Quaqua acutiloba (N.E.Br.) Bruyns
Ceropegia acutiloba, Caralluma acutiloba, Caralluma wilfriedii
Quaqua acutiloba is a small, clump-forming succulent with decumbent stems with conical tubercles tipped with a sharp, hardened yellow tooth and joined into 4 to 5 angles. The stems grow to 6 inches (15 cm) long and 0.8 inches (2 cm) thick. Flowers appear in clusters of 1 to 3 in the grooves of stems in fall, developing in succession. The corolla is wheel-shaped to slightly bell-shaped, up to 0.6 inches (1.5 cm) across, with spreading five lobes, and varies in color from uniformly purple-black to mottled with purple-black on yellow-green to uniformly yellow-green with the area around the center usually paler than rest. The corona is a dark maroon to red or yellow and 0.15 inches (0.4 cm) across.
The specific epithet "acutiloba (a-KEW-ti-low-buh)" is the feminine form of the Latine adjective "acutilobus," meaning "having pointed lobes; having pointed stems," and refers to the tips of the corolla lobes.

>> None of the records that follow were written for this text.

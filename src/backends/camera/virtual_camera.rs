// SPDX-License-Identifier: GPL-3.0-only

//! Simulated camera backend
//!
//! Stores applied controls in memory and synthesizes frames so the full
//! session/preview/shutter stack runs without hardware. Each frame
//! carries a moving band derived from its sequence number, so motion is
//! visible in a live preview.

use super::types::{FRAME_CHANNELS, Frame, Framerate, Resolution};
use super::{CameraDriver, FrameStream};
use crate::constants::timing;
use crate::errors::{CameraError, Result};
use crate::settings::{SettingKey, SettingValue};
use std::collections::HashMap;
use std::sync::Arc;
use std::sync::atomic::{AtomicUsize, Ordering};
use std::thread;
use std::time::Duration;
use tracing::debug;

/// In-memory camera driver
pub struct VirtualCamera {
    open: bool,
    resolution: Resolution,
    framerate: Framerate,
    controls: HashMap<SettingKey, SettingValue>,
    sequence: u64,
    /// Counts device-side control reads, so tests can assert cache hits
    reads: Arc<AtomicUsize>,
    /// When set, streams fail after this many frames (fault injection)
    fail_stream_after: Option<u64>,
}

impl VirtualCamera {
    pub fn new() -> Self {
        Self {
            open: false,
            resolution: Resolution {
                width: 640,
                height: 480,
            },
            framerate: Framerate::default(),
            controls: HashMap::new(),
            sequence: 0,
            reads: Arc::new(AtomicUsize::new(0)),
            fail_stream_after: None,
        }
    }

    /// Handle observing how many control reads reached the "device"
    pub fn read_probe(&self) -> Arc<AtomicUsize> {
        Arc::clone(&self.reads)
    }

    /// Make streams fail after delivering `frames` frames
    pub fn fail_stream_after(&mut self, frames: u64) {
        self.fail_stream_after = Some(frames);
    }

    fn require_open(&self) -> Result<()> {
        if self.open {
            Ok(())
        } else {
            Err(CameraError::DeviceUnavailable("virtual camera not open".into()))
        }
    }

    fn shutter_micros(&self) -> u64 {
        self.controls
            .get(&SettingKey::ShutterSpeed)
            .and_then(SettingValue::as_int)
            .map(|v| v as u64)
            .unwrap_or(0)
    }
}

impl Default for VirtualCamera {
    fn default() -> Self {
        Self::new()
    }
}

impl CameraDriver for VirtualCamera {
    fn open(&mut self, resolution: Resolution, framerate: Framerate) -> Result<()> {
        self.open = true;
        self.resolution = resolution;
        self.framerate = framerate;
        debug!(%resolution, %framerate, "Virtual camera opened");
        Ok(())
    }

    fn close(&mut self) {
        self.open = false;
        self.controls.clear();
    }

    fn apply(&mut self, key: SettingKey, value: &SettingValue) -> Result<()> {
        self.require_open()?;
        if key == SettingKey::Framerate {
            if let SettingValue::Rate(rate) = value {
                self.framerate = *rate;
            }
        }
        if key == SettingKey::Resolution {
            if let SettingValue::Size(size) = value {
                self.resolution = *size;
            }
        }
        self.controls.insert(key, value.clone());
        Ok(())
    }

    fn read(&mut self, key: SettingKey) -> Result<SettingValue> {
        self.require_open()?;
        self.reads.fetch_add(1, Ordering::SeqCst);
        match key {
            SettingKey::Resolution => Ok(SettingValue::Size(self.resolution)),
            SettingKey::Framerate => Ok(SettingValue::Rate(self.framerate)),
            _ => Ok(self
                .controls
                .get(&key)
                .cloned()
                .unwrap_or_else(|| key.default_value())),
        }
    }

    fn set_framerate(&mut self, rate: Framerate) -> Result<()> {
        self.require_open()?;
        self.framerate = rate;
        Ok(())
    }

    fn exposure_micros(&mut self) -> Result<u64> {
        self.require_open()?;
        let micros = self.shutter_micros();
        if micros == 0 {
            Ok(timing::SIMULATED_AUTO_EXPOSURE_MICROS)
        } else {
            Ok(micros)
        }
    }

    fn capture_still(&mut self) -> Result<Frame> {
        self.require_open()?;
        self.sequence += 1;
        Ok(synthesize(self.resolution, self.sequence))
    }

    fn open_stream(&mut self) -> Result<Box<dyn FrameStream>> {
        self.require_open()?;
        Ok(Box::new(VirtualStream {
            resolution: self.resolution,
            interval: Duration::from_micros(self.framerate.frame_micros()),
            sequence: 0,
            fail_after: self.fail_stream_after,
        }))
    }

    fn describe(&self) -> String {
        format!("virtual camera ({})", self.resolution)
    }
}

struct VirtualStream {
    resolution: Resolution,
    interval: Duration,
    sequence: u64,
    fail_after: Option<u64>,
}

impl FrameStream for VirtualStream {
    fn next_frame(&mut self) -> Result<Frame> {
        if let Some(limit) = self.fail_after
            && self.sequence >= limit
        {
            return Err(CameraError::DeviceUnavailable(
                "simulated stream fault".into(),
            ));
        }
        // pace delivery to the configured frame rate
        thread::sleep(self.interval.min(Duration::from_millis(50)));
        self.sequence += 1;
        Ok(synthesize(self.resolution, self.sequence))
    }
}

/// Build one synthetic RGB frame: vertical luminance gradient with a
/// bright band whose position follows the sequence number
fn synthesize(resolution: Resolution, sequence: u64) -> Frame {
    let width = resolution.width;
    let height = resolution.height;
    let mut data = vec![0u8; (width * height * FRAME_CHANNELS) as usize];
    let band = ((sequence * 8) % u64::from(width.max(1))) as u32;

    for y in 0..height {
        let shade = if height > 1 {
            (y * 255 / (height - 1)) as u8
        } else {
            0
        };
        for x in 0..width {
            let idx = ((y * width + x) * FRAME_CHANNELS) as usize;
            if x == band {
                data[idx] = 255;
                data[idx + 1] = 255;
                data[idx + 2] = 255;
            } else {
                data[idx] = shade;
                data[idx + 1] = shade / 2;
                data[idx + 2] = 255 - shade;
            }
        }
    }

    Frame::from_rgb(width, height, data, sequence)
}

#[cfg(test)]
mod tests {
    use super::*;

    fn open_camera() -> VirtualCamera {
        let mut cam = VirtualCamera::new();
        cam.open(
            Resolution {
                width: 64,
                height: 48,
            },
            Framerate::from_int(30),
        )
        .unwrap();
        cam
    }

    #[test]
    fn test_operations_require_open() {
        let mut cam = VirtualCamera::new();
        assert!(cam.capture_still().is_err());
        assert!(cam.read(SettingKey::Iso).is_err());
    }

    #[test]
    fn test_apply_then_read_round_trip() {
        let mut cam = open_camera();
        cam.apply(SettingKey::Iso, &SettingValue::Int(400)).unwrap();
        assert_eq!(cam.read(SettingKey::Iso).unwrap(), SettingValue::Int(400));
    }

    #[test]
    fn test_exposure_follows_manual_shutter() {
        let mut cam = open_camera();
        assert_eq!(
            cam.exposure_micros().unwrap(),
            timing::SIMULATED_AUTO_EXPOSURE_MICROS
        );
        cam.apply(SettingKey::ShutterSpeed, &SettingValue::Int(125_000))
            .unwrap();
        assert_eq!(cam.exposure_micros().unwrap(), 125_000);
    }

    #[test]
    fn test_stream_frames_advance() {
        let mut cam = open_camera();
        let mut stream = cam.open_stream().unwrap();
        let first = stream.next_frame().unwrap();
        let second = stream.next_frame().unwrap();
        assert_eq!(first.sequence + 1, second.sequence);
        assert_eq!(first.width, 64);
        assert_ne!(first.data, second.data);
    }

    #[test]
    fn test_stream_fault_injection() {
        let mut cam = open_camera();
        cam.fail_stream_after(2);
        let mut stream = cam.open_stream().unwrap();
        assert!(stream.next_frame().is_ok());
        assert!(stream.next_frame().is_ok());
        assert!(stream.next_frame().is_err());
    }
}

How to Grow and Care for Quaqua acutiloba
Light: Q. acutiloba grows best in full sun or partial shade. It will benefit from light shade during the hottest summer days. Indoors, place the plant near the brightest window in your home. It will stretch if it does not have enough sunlight. Avoid abruptly moving plants adapted to lower light levels to full sun to prevent sunburn.
Soil: Use commercial potting soil mix for succulents or prepare your own with 50 to 70 % mineral grit, such as coarse sand, pumice, or perlite.
Temperature: This plant thrives in warm outdoor environments with low to moderate humidity. It does not like winter cold and should remain fairly dry and warm during its winter dormancy. Q. acutiloba can withstand temperatures as low as 35 °F (1.7 °C). USDA Plant Hardiness Zones 10b to 11b, 35 to 50 °F (1.7 to 10 °C).
Watering: Q. acutiloba has typical watering needs for a succulent. During the growing season, from spring to fall, water your plant thoroughly and allow the soil to dry between waterings. Do not water in winter. The plant goes dormant in winter and needs almost no water, about once a month.
Fertilizing: If you want to keep your plant healthy and thriving, fertilization is a good idea. Feed with water-soluble fertilizer diluted to half the recommended strength only when the plant is actively growing.
Repotting: Repot your plant in spring just before the growing season. Q. acutiloba has shallow roots and does not require too much soil to grow. Pick a container with drainage holes.
Propagation: The best way to propagate this succulent is from stem cuttings. Take cuttings during the growing season to ensure good rooting. Q. acutiloba is also easy to grow from seeds. Sow the seeds in spring.
Learn more at How to Grow and Care for Stapeliads.
Toxicity of Quaqua acutiloba
Q. acutiloba has no toxic effects reported. It is safe around pets and humans.